Morte na porta do banco: de quem é a culpa?

Marcelo Moreira

16 Maio 2010 | 12h34

JOSUÉ RIOS – COLUNISTA DO JORNAL DA TARDE

 

A morte do consumidor parece não ter tanta importância. Se alguém morre ou é assassinado no trabalho (como resultado de um ato imprudente ou criminoso do patrão), o mundo desaba: brada-se em todos os cantos (com a máxima razão) pela caça e punição severa do empregador.

Mas se o humilde cidadão perde a vida enquanto compra o pão ou na porta do banco para gastar o salário suado, a tragédia não merece muitas linhas e logo é “página virada”.

Os consumidores garantem o lucro às grandes empresas e bancos e são os responsáveis diretos por tudo que se move na economia – e bancam também o Estado balofo, perdulário e fonte de privilégios de malandros e do alto patriciado que mama na burocracia dita republicana –, mas eles, os gastadores do salário ou da aposentadoria minguada, ainda não são vistos como uma categoria social respeitável e organizada.

Quando morrem por ato imprudente ou criminoso do grande fornecedor, o fato é apresentado apenas como mais um aposentado que se foi, vítima fatal de um dos muitos crimes banais como os que ocorrem em briga de boteco, discussão de trânsito ou de rua.

Assim foi noticiado e abordado o assassinato do consumidor aposentado por invalidez Domingos da Conceição dos Santos, que foi não só baleado – como contou o noticiário –, mas sim alvejado e fuzilado quase à queima roupa por um segurança do banco Bradesco no última dia 6 de maio.

Trata-se de um crime torpe e revoltante, ocorrido numa situação específica, em um ambiente de uma relação de consumo, na qual o cidadão se dirige à empresa para usar um serviço (ou produto) pelo qual deve pagar o preço unilateralmente imposto pelo fornecedor, garantindo os seus lucros, como no caso dos bancos.

Em outras palavras, o cliente merece respeito e proteção à sua segurança como pessoa humana, itens que devem ser cobrados do fornecedor em situações de risco, como no caso em que o humilde consumidor é colocado frente a frente com guardas armados e mal treinados para lidar com situações de tensão.

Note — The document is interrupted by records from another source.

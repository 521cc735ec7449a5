use crate::basic_types::Cause;
use crate::basic_types::EventKind;
use crate::basic_types::PackedCause;
use crate::basic_types::VariableId;

/// Filler for payload slots that an event kind does not use.
pub const NO_VALUE: i32 = -1;

/// A materialized read-only view of one log entry.
///
/// The backward scan reads individual fields through the accessors on
/// [`EventStore`]; this struct exists for callers that want the whole entry
/// at once (tests, debugging, replay).
#[derive(Clone, Copy, Debug)]
pub struct Event {
    pub variable: VariableId,
    pub cause: Cause,
    pub kind: EventKind,
    pub first: i32,
    pub second: i32,
    pub third: i32,
    pub index: usize,
}

/// An append-only, indexable log of domain-modification events.
///
/// Entries are stored column-wise so that the backward scan can read the one
/// or two fields it needs without materializing a whole entry. The meaning
/// of the three payload slots depends on the event kind:
///
/// | kind                     | first          | second | third  |
/// |--------------------------|----------------|--------|--------|
/// | [`EventKind::Removal`]   | removed value  | unused | unused |
/// | [`EventKind::LowerBound`]| new lb         | old lb | unused |
/// | [`EventKind::UpperBound`]| new ub         | old ub | unused |
/// | [`EventKind::Assign`]    | value          | old lb | old ub |
/// | [`EventKind::Activation`]| propagator id  | unused | unused |
///
/// `push_event` is the sole mutator apart from [`EventStore::clear`], which
/// is invoked by the owner of the search at world boundaries. Indexing out
/// of range is a programmer error and panics.
#[derive(Default, Debug)]
pub struct EventStore {
    variables: Vec<VariableId>,
    causes: Vec<PackedCause>,
    kinds: Vec<EventKind>,
    firsts: Vec<i32>,
    seconds: Vec<i32>,
    thirds: Vec<i32>,
}

impl EventStore {
    /// Append an event, returning its index in the log.
    pub fn push_event(
        &mut self,
        variable: VariableId,
        cause: Cause,
        kind: EventKind,
        first: i32,
        second: i32,
        third: i32,
    ) -> usize {
        self.variables.push(variable);
        self.causes.push(cause.pack());
        self.kinds.push(kind);
        self.firsts.push(first);
        self.seconds.push(second);
        self.thirds.push(third);

        self.variables.len() - 1
    }

    pub fn len(&self) -> usize {
        self.variables.len()
    }

    pub fn is_empty(&self) -> bool {
        self.variables.is_empty()
    }

    pub fn variable(&self, index: usize) -> VariableId {
        self.variables[index]
    }

    pub fn cause(&self, index: usize) -> Cause {
        Cause::unpack(self.causes[index])
    }

    pub fn kind(&self, index: usize) -> EventKind {
        self.kinds[index]
    }

    pub fn first_value(&self, index: usize) -> i32 {
        self.firsts[index]
    }

    pub fn second_value(&self, index: usize) -> i32 {
        self.seconds[index]
    }

    pub fn third_value(&self, index: usize) -> i32 {
        self.thirds[index]
    }

    pub fn event(&self, index: usize) -> Event {
        Event {
            variable: self.variable(index),
            cause: self.cause(index),
            kind: self.kind(index),
            first: self.first_value(index),
            second: self.second_value(index),
            third: self.third_value(index),
            index,
        }
    }

    pub fn clear(&mut self) {
        self.variables.clear();
        self.causes.clear();
        self.kinds.clear();
        self.firsts.clear();
        self.seconds.clear();
        self.thirds.clear();
    }
}
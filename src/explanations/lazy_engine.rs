use enumset::enum_set;
use enumset::EnumSet;

use crate::basic_types::Cause;
use crate::basic_types::EventKind;
use crate::basic_types::PropagatorId;
use crate::basic_types::VariableId;
use crate::containers::KeyedVec;
use crate::explanations::AntiDomain;
use crate::explanations::DomainEventObserver;
use crate::explanations::ExplanationEngine;
use crate::explanations::ExplanationOptions;
use crate::settings::ConfigurationError;
use crate::settings::Settings;

/// Event kinds that affect the anti-domain mirror; activations are skipped
/// during replay.
const REPLAYABLE: EnumSet<EventKind> = enum_set!(
    EventKind::Removal | EventKind::LowerBound | EventKind::UpperBound | EventKind::Assign
);

/// Per-variable state of the lazily maintained anti-domain mirror.
#[derive(Clone, Debug)]
struct Watched {
    initial_lower_bound: i32,
    initial_upper_bound: i32,
    anti_domain: AntiDomain,
}

/// An [`ExplanationEngine`] that additionally maintains per-variable
/// anti-domains, materialized lazily from the buffered events.
///
/// Event ingestion stays as cheap as the baseline engine: notifications only
/// append to the log. The derived anti-domain state is resynchronized on
/// demand, by replaying every buffered event in push order before a query is
/// answered. After a restart the caller marks the mirror outdated (and
/// clears the event log as usual); the next query rebuilds from the initial
/// bounds.
///
/// Replay is not safe to interleave with propagation: the caller must
/// guarantee that no events are pushed while a query runs.
#[derive(Debug)]
pub struct LazyExplanationEngine {
    base: ExplanationEngine,
    watched: KeyedVec<VariableId, Option<Watched>>,
    up_to_date: bool,
    replayed_until: usize,
}

impl LazyExplanationEngine {
    pub fn new(options: ExplanationOptions) -> Result<LazyExplanationEngine, ConfigurationError> {
        Ok(LazyExplanationEngine::wrap(ExplanationEngine::new(options)?))
    }

    pub fn with_settings(
        options: ExplanationOptions,
        settings: &Settings,
    ) -> Result<LazyExplanationEngine, ConfigurationError> {
        Ok(LazyExplanationEngine::wrap(ExplanationEngine::with_settings(options, settings)?))
    }

    fn wrap(base: ExplanationEngine) -> LazyExplanationEngine {
        LazyExplanationEngine {
            base,
            watched: KeyedVec::default(),
            up_to_date: true,
            replayed_until: 0,
        }
    }

    /// The wrapped engine, for explanation computation and refutation
    /// bookkeeping.
    pub fn base(&self) -> &ExplanationEngine {
        &self.base
    }

    pub fn base_mut(&mut self) -> &mut ExplanationEngine {
        &mut self.base
    }

    /// Start mirroring `variable`, whose initial domain is
    /// `[lower_bound, upper_bound]`.
    pub fn watch(&mut self, variable: VariableId, lower_bound: i32, upper_bound: i32) {
        self.watched.accomodate(variable, None);
        self.watched[variable] = Some(Watched {
            initial_lower_bound: lower_bound,
            initial_upper_bound: upper_bound,
            anti_domain: AntiDomain::new(lower_bound, upper_bound),
        });
    }

    /// Invalidate the mirror, typically after a restart. The next query
    /// rebuilds it from the initial bounds and the current event log.
    pub fn mark_outdated(&mut self) {
        self.up_to_date = false;
    }

    pub fn is_up_to_date(&self) -> bool {
        self.up_to_date && self.replayed_until == self.base.events().len()
    }

    /// The anti-domain of a watched variable, resynchronized first if
    /// needed.
    pub fn anti_domain(&mut self, variable: VariableId) -> &AntiDomain {
        self.replay();
        &self
            .watched
            .get(variable)
            .and_then(Option::as_ref)
            .unwrap_or_else(|| panic!("{variable} is not watched"))
            .anti_domain
    }

    /// Has `value` ever been removed from the domain of `variable`?
    pub fn was_removed(&mut self, variable: VariableId, value: i32) -> bool {
        self.anti_domain(variable).is_removed(value)
    }

    fn replay(&mut self) {
        if !self.up_to_date {
            // Rebuild from scratch: the log no longer extends the state the
            // mirror was built from.
            for watched in self.watched.iter_mut().flatten() {
                watched.anti_domain =
                    AntiDomain::new(watched.initial_lower_bound, watched.initial_upper_bound);
            }
            self.replayed_until = 0;
            self.up_to_date = true;
        }

        let events = self.base.events();
        for index in self.replayed_until..events.len() {
            let kind = events.kind(index);
            if !REPLAYABLE.contains(kind) {
                continue;
            }
            let Some(watched) = self
                .watched
                .get_mut(events.variable(index))
                .and_then(Option::as_mut)
            else {
                continue;
            };

            let value = events.first_value(index);
            match kind {
                EventKind::Removal => watched.anti_domain.add(value),
                EventKind::LowerBound => watched.anti_domain.update_lower_bound(value),
                EventKind::UpperBound => watched.anti_domain.update_upper_bound(value),
                EventKind::Assign => watched.anti_domain.instantiate_to(value),
                EventKind::Activation => unreachable!("filtered above"),
            }
        }
        self.replayed_until = events.len();
    }
}

impl DomainEventObserver for LazyExplanationEngine {
    fn on_remove_value(&mut self, variable: VariableId, value: i32, cause: Cause) {
        self.base.on_remove_value(variable, value, cause);
    }

    fn on_update_lower_bound(
        &mut self,
        variable: VariableId,
        new_lower_bound: i32,
        old_lower_bound: i32,
        cause: Cause,
    ) {
        self.base
            .on_update_lower_bound(variable, new_lower_bound, old_lower_bound, cause);
    }

    fn on_update_upper_bound(
        &mut self,
        variable: VariableId,
        new_upper_bound: i32,
        old_upper_bound: i32,
        cause: Cause,
    ) {
        self.base
            .on_update_upper_bound(variable, new_upper_bound, old_upper_bound, cause);
    }

    fn on_instantiate(
        &mut self,
        variable: VariableId,
        value: i32,
        old_lower_bound: i32,
        old_upper_bound: i32,
        cause: Cause,
    ) {
        self.base
            .on_instantiate(variable, value, old_lower_bound, old_upper_bound, cause);
    }

    fn on_propagator_activated(&mut self, variable: VariableId, propagator: PropagatorId) {
        self.base.on_propagator_activated(variable, propagator);
    }
}
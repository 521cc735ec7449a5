//! Calabash is a conflict explanation engine for constraint programming
//! solvers. It records every domain-modifying event observed during
//! propagation in an append-only log and, when a contradiction is caught,
//! scans that log in reverse chronological order to compute which search
//! decisions and propagators are responsible.
//!
//! The entry point is [`ExplanationEngine`]; the surrounding solver feeds it
//! through the [`DomainEventObserver`] notification surface and calls
//! [`ExplanationEngine::explain`] when propagation fails.

pub mod asserts;
pub mod basic_types;
pub mod containers;
pub mod explanations;
pub mod search;
pub mod settings;

pub use crate::basic_types::Cause;
pub use crate::basic_types::Contradiction;
pub use crate::basic_types::EventKind;
pub use crate::basic_types::Predicate;
pub use crate::basic_types::PropagatorId;
pub use crate::basic_types::ReadDomains;
pub use crate::basic_types::VariableId;
pub use crate::explanations::AntiDomain;
pub use crate::explanations::DomainEventObserver;
pub use crate::explanations::Event;
pub use crate::explanations::EventStore;
pub use crate::explanations::ExplainContext;
pub use crate::explanations::Explainer;
pub use crate::explanations::ExplainerRegistry;
pub use crate::explanations::Explanation;
pub use crate::explanations::ExplanationEngine;
pub use crate::explanations::ExplanationOptions;
pub use crate::explanations::ExplanationPool;
pub use crate::explanations::LazyExplanationEngine;
pub use crate::explanations::NogoodStore;
pub use crate::explanations::RuleStore;
pub use crate::explanations::Rules;
pub use crate::explanations::ThreadedEventRecorder;
pub use crate::search::Decision;
pub use crate::search::DecisionPath;
pub use crate::settings::ConfigurationError;
pub use crate::settings::Settings;
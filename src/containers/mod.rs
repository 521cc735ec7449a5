//! Containers used by the explanation engine.
mod keyed_vec;

use fnv::FnvBuildHasher;
pub use keyed_vec::*;

/// [`std::collections::HashMap`] that defaults to a deterministic hasher.
pub type HashMap<K, V, Hasher = FnvBuildHasher> = std::collections::HashMap<K, V, Hasher>;
/// [`std::collections::HashSet`] that defaults to a deterministic hasher.
pub type HashSet<K, Hasher = FnvBuildHasher> = std::collections::HashSet<K, Hasher>;
use downcast_rs::impl_downcast;
use downcast_rs::Downcast;

use crate::basic_types::EventKind;
use crate::basic_types::PropagatorId;
use crate::basic_types::ReadDomains;
use crate::basic_types::VariableId;
use crate::explanations::RuleStore;

/// The explanation callback of a propagator: the designed extension point
/// where constraint-specific inference grows the rule set.
///
/// When the backward scan meets an event caused by a propagator, it invokes
/// [`Explainer::why`] on that propagator, which must describe which events
/// on its own input variables are relevant by calling the `add_*_rule`
/// methods of the given [`RuleStore`]. The callback must be synchronous and
/// non-blocking; transitive inference happens naturally when rules it adds
/// match older events on later scan iterations.
pub trait Explainer: Downcast {
    /// Explain the modification of `variable` by event `kind` with payload
    /// `value`.
    ///
    /// For a contradiction that does not name a variable, the engine invokes
    /// this once with `variable` and `kind` absent and `value` set to
    /// [`NO_VALUE`](crate::explanations::NO_VALUE).
    fn why(
        &self,
        rules: &mut RuleStore,
        domains: &dyn ReadDomains,
        variable: Option<VariableId>,
        kind: Option<EventKind>,
        value: i32,
    );
}

impl_downcast!(Explainer);

/// Resolves propagator ids to their [`Explainer`]s during a scan.
pub trait ExplainerRegistry {
    fn explainer(&self, propagator: PropagatorId) -> &dyn Explainer;
}
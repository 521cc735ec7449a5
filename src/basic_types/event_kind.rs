use enumset::EnumSetType;

/// The kind of an entry in the event log.
///
/// The first four kinds are domain modifications; the payload slots of the
/// corresponding event depend on the kind (see
/// [`EventStore`](crate::explanations::EventStore)). [`EventKind::Activation`]
/// records that a propagator became active, with the propagator id in the
/// first slot.
#[derive(EnumSetType, Debug)]
pub enum EventKind {
    /// A single value was removed from a domain.
    Removal,
    /// A lower bound was increased.
    LowerBound,
    /// An upper bound was decreased.
    UpperBound,
    /// A variable was instantiated to a single value.
    Assign,
    /// A propagator became active.
    Activation,
}
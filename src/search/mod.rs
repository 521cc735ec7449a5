//! The contracts through which the engine observes the search tree. The
//! search strategy itself lives in the owning solver; the explanation engine
//! only consumes decisions.
mod decision;

pub use decision::Decision;
pub use decision::DecisionPath;
//! Process-wide settings consulted when explanation engines are built.

use once_cell::sync::Lazy;
use thiserror::Error;

/// Environment variable read once per process to populate
/// [`Settings::global`].
pub const EXPLANATIONS_ENV: &str = "CALABASH_EXPLANATIONS";

/// Solver-wide settings.
///
/// Explanation recording touches every domain operation, so it must be opted
/// into before any engine is constructed; constructors fail fast otherwise.
#[derive(Clone, Copy, Debug, Default)]
pub struct Settings {
    /// Whether explanation-recording engines may be constructed.
    pub explanations_enabled: bool,
}

static GLOBAL: Lazy<Settings> = Lazy::new(|| Settings {
    explanations_enabled: std::env::var(EXPLANATIONS_ENV)
        .map(|value| value == "1" || value.eq_ignore_ascii_case("true"))
        .unwrap_or(false),
});

impl Settings {
    /// The process-wide default, read lazily from the environment.
    pub fn global() -> &'static Settings {
        &GLOBAL
    }
}

/// Errors reported when an explanation engine is constructed, before any
/// search begins.
#[derive(Debug, Error, Clone, Copy)]
pub enum ConfigurationError {
    #[error(
        "explanations are not plugged in; enable `explanations_enabled` in the settings \
         passed to the engine, or set {EXPLANATIONS_ENV}=true, before constructing an \
         explanation engine"
    )]
    ExplanationsNotEnabled,
}
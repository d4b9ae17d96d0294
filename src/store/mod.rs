//! 存储抽象模块：缓存与限流共用的键值后端（内存、Redis、降级组合）。
//!
//! # Store Abstraction Module
//!
//! A key/value abstraction shared by the cache layer and the rate limiter.
//! All operations are independently atomic per key; no multi-key
//! transactions are assumed anywhere in the gateway.
//!
//! ## Key Components
//!
//! | Component | Description |
//! |-----------|-------------|
//! | [`Store`] | Trait for key/value backends (`get`/`set`/`delete`/`exists`) |
//! | [`MemoryStore`] | In-process backend with combined TTL + LRU eviction |
//! | [`RedisStore`] | Network backend with native TTL and per-op timeouts |
//! | [`FallbackStore`] | Prefers Redis, degrades to memory behind a circuit breaker |
//! | [`StoreHealth`] | Fallback circuit snapshot for observability |

mod fallback;
mod memory;
mod redis;

pub use fallback::{FallbackStore, StoreHealth};
pub use memory::MemoryStore;
pub use redis::RedisStore;

use async_trait::async_trait;
use std::time::Duration;

use crate::Result;

/// A key/value backend.
///
/// Writes fully replace existing values (no partial merge). A zero TTL
/// means the value is already expired: the write is a delete.
#[async_trait]
pub trait Store: Send + Sync {
    async fn get(&self, key: &str) -> Result<Option<Vec<u8>>>;

    async fn set(&self, key: &str, value: &[u8], ttl: Duration) -> Result<()>;

    /// Returns true when a value was present and removed.
    async fn delete(&self, key: &str) -> Result<bool>;

    async fn exists(&self, key: &str) -> Result<bool>;

    /// Atomic increment-with-TTL, when the backend supports it.
    ///
    /// Returns `Some(new_count)` from backends with an atomic increment;
    /// `None` means unsupported and the caller must fall back to
    /// read-modify-write (accepting the race margin documented on the
    /// rate limiter). The TTL is applied when the counter is created and
    /// left untouched on subsequent increments.
    async fn incr(&self, key: &str, ttl: Duration) -> Result<Option<u64>> {
        let _ = (key, ttl);
        Ok(None)
    }

    fn name(&self) -> &'static str;
}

De acordo com o Código de Defesa do Consumidor (CDC), o fornecedor é responsável pelo risco criado para o consumidor e deve prevenir ou reparar, rigorosamente, os danos causados ao cliente. São casos de acidentes de consumo nas situações de risco entre consumidores e empresas.

E que não me venham falar em “caso atípico”, como afirmou a Federação Brasileira dos Bancos (Febraban) e a empresa de segurança do banco em relação ao assassinato do consumidor pelo vigia do Bradesco.

Quem se der ao trabalho de buscar nos sites de notícias ou do Poder Judiciário o tema porta giratória de banco encontrará um arsenal de incidentes, humilhações e constrangimentos causados aos consumidores por seguranças das instituições financeiras.

São vários os impasses cotidianos envolvendo o funcionamento das malditas portas, inventadas pelos bancos (a lei sobre o assunto dá outras opções de segurança).

Pode-se dizer que foram casos de mortes anunciadas crimes como o que vitimou o consumidor Domingos da Conceição dos Santos, uma vez que em todos os casos os consumidores barrados na entrada do banco se veem diante de seguranças mal treinados para lidar com o problema?

Tanto é verdade que por várias vezes os seguranças já sacaram armas contra os consumidores e até já atiraram, sem contar o mar de grosserias e agressões levadas à Justiça.

Conclusão: os bancos deixam os consumidores abandonados à mão da segurança privada despreparada para lidar com as situações de risco, e por isso devem responder civil criminalmente por todos os danos sofridos pelos consumidores.